<<<<

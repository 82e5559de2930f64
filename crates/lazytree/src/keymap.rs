use crate::input::KeyCode;
use crate::input::KeyEvent;
use crate::input::KeyModifiers;

#[derive(Clone, Copy, Debug, PartialEq, Eq)]
pub enum TreeCommand {
    Up,
    Down,
    PageUp,
    PageDown,
    Top,
    Bottom,
    Collapse,
    Expand,
    Toggle,
}

/// Rebindable keys for tree navigation. Matching is first-command-wins in
/// declaration order.
#[derive(Clone, Debug)]
pub struct TreeBindings {
    pub up: Vec<KeyEvent>,
    pub down: Vec<KeyEvent>,
    pub page_up: Vec<KeyEvent>,
    pub page_down: Vec<KeyEvent>,
    pub top: Vec<KeyEvent>,
    pub bottom: Vec<KeyEvent>,
    pub collapse: Vec<KeyEvent>,
    pub expand: Vec<KeyEvent>,
    pub toggle: Vec<KeyEvent>,
}

impl Default for TreeBindings {
    fn default() -> Self {
        Self {
            up: vec![KeyEvent::new(KeyCode::Up), key_char('k')],
            down: vec![KeyEvent::new(KeyCode::Down), key_char('j')],
            page_up: vec![KeyEvent::new(KeyCode::PageUp), key_ctrl('u')],
            page_down: vec![KeyEvent::new(KeyCode::PageDown), key_ctrl('d')],
            top: vec![KeyEvent::new(KeyCode::Home), key_char('g')],
            bottom: vec![KeyEvent::new(KeyCode::End), key_char('G')],
            collapse: vec![KeyEvent::new(KeyCode::Left), key_char('h')],
            expand: vec![KeyEvent::new(KeyCode::Right), key_char('l')],
            toggle: vec![KeyEvent::new(KeyCode::Enter), key_char(' ')],
        }
    }
}

impl TreeBindings {
    pub fn command_for(&self, key: &KeyEvent) -> Option<TreeCommand> {
        let table = [
            (&self.up, TreeCommand::Up),
            (&self.down, TreeCommand::Down),
            (&self.page_up, TreeCommand::PageUp),
            (&self.page_down, TreeCommand::PageDown),
            (&self.top, TreeCommand::Top),
            (&self.bottom, TreeCommand::Bottom),
            (&self.collapse, TreeCommand::Collapse),
            (&self.expand, TreeCommand::Expand),
            (&self.toggle, TreeCommand::Toggle),
        ];
        for (patterns, command) in table {
            if patterns.iter().any(|p| key_event_matches(p, key)) {
                return Some(command);
            }
        }
        None
    }
}

pub fn key_event_matches(pattern: &KeyEvent, event: &KeyEvent) -> bool {
    pattern.code == event.code && pattern.modifiers == event.modifiers
}

pub fn key_char(c: char) -> KeyEvent {
    KeyEvent::new(KeyCode::Char(c))
}

pub fn key_ctrl(c: char) -> KeyEvent {
    KeyEvent::new(KeyCode::Char(c)).with_modifiers(KeyModifiers {
        shift: false,
        ctrl: true,
        alt: false,
    })
}

#[cfg(test)]
mod tests {
    use super::*;

    #[test]
    fn default_bindings_resolve() {
        let bindings = TreeBindings::default();
        assert_eq!(
            bindings.command_for(&key_char('j')),
            Some(TreeCommand::Down)
        );
        assert_eq!(
            bindings.command_for(&KeyEvent::new(KeyCode::Enter)),
            Some(TreeCommand::Toggle)
        );
        assert_eq!(bindings.command_for(&key_char('x')), None);
    }

    #[test]
    fn modifiers_are_matched_exactly() {
        let bindings = TreeBindings::default();
        assert_eq!(
            bindings.command_for(&key_ctrl('d')),
            Some(TreeCommand::PageDown)
        );
        assert_eq!(bindings.command_for(&key_char('d')), None);
        assert_eq!(bindings.command_for(&key_ctrl('k')), None);
    }
}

>>>>

ASSIGNED TASK - Above are the lines; repeat exactly the ones from the line containing "#[derive(Clone, Debug)]" down to the line containing "for (patterns, command)", both inclusive.

WRITTEN SOLUTION -
#[derive(Clone, Debug)]
pub struct TreeBindings {
    pub up: Vec<KeyEvent>,
    pub down: Vec<KeyEvent>,
    pub page_up: Vec<KeyEvent>,
    pub page_down: Vec<KeyEvent>,
    pub top: Vec<KeyEvent>,
    pub bottom: Vec<KeyEvent>,
    pub collapse: Vec<KeyEvent>,
    pub expand: Vec<KeyEvent>,
    pub toggle: Vec<KeyEvent>,
}

impl Default for TreeBindings {
    fn default() -> Self {
        Self {
            up: vec![KeyEvent::new(KeyCode::Up), key_char('k')],
            down: vec![KeyEvent::new(KeyCode::Down), key_char('j')],
            page_up: vec![KeyEvent::new(KeyCode::PageUp), key_ctrl('u')],
            page_down: vec![KeyEvent::new(KeyCode::PageDown), key_ctrl('d')],
            top: vec![KeyEvent::new(KeyCode::Home), key_char('g')],
            bottom: vec![KeyEvent::new(KeyCode::End), key_char('G')],
            collapse: vec![KeyEvent::new(KeyCode::Left), key_char('h')],
            expand: vec![KeyEvent::new(KeyCode::Right), key_char('l')],
            toggle: vec![KeyEvent::new(KeyCode::Enter), key_char(' ')],
        }
    }
}

impl TreeBindings {
    pub fn command_for(&self, key: &KeyEvent) -> Option<TreeCommand> {
        let table = [
            (&self.up, TreeCommand::Up),
            (&self.down, TreeCommand::Down),
            (&self.page_up, TreeCommand::PageUp),
            (&self.page_down, TreeCommand::PageDown),
            (&self.top, TreeCommand::Top),
            (&self.bottom, TreeCommand::Bottom),
            (&self.collapse, TreeCommand::Collapse),
            (&self.expand, TreeCommand::Expand),
            (&self.toggle, TreeCommand::Toggle),
        ];
        for (patterns, command) in table {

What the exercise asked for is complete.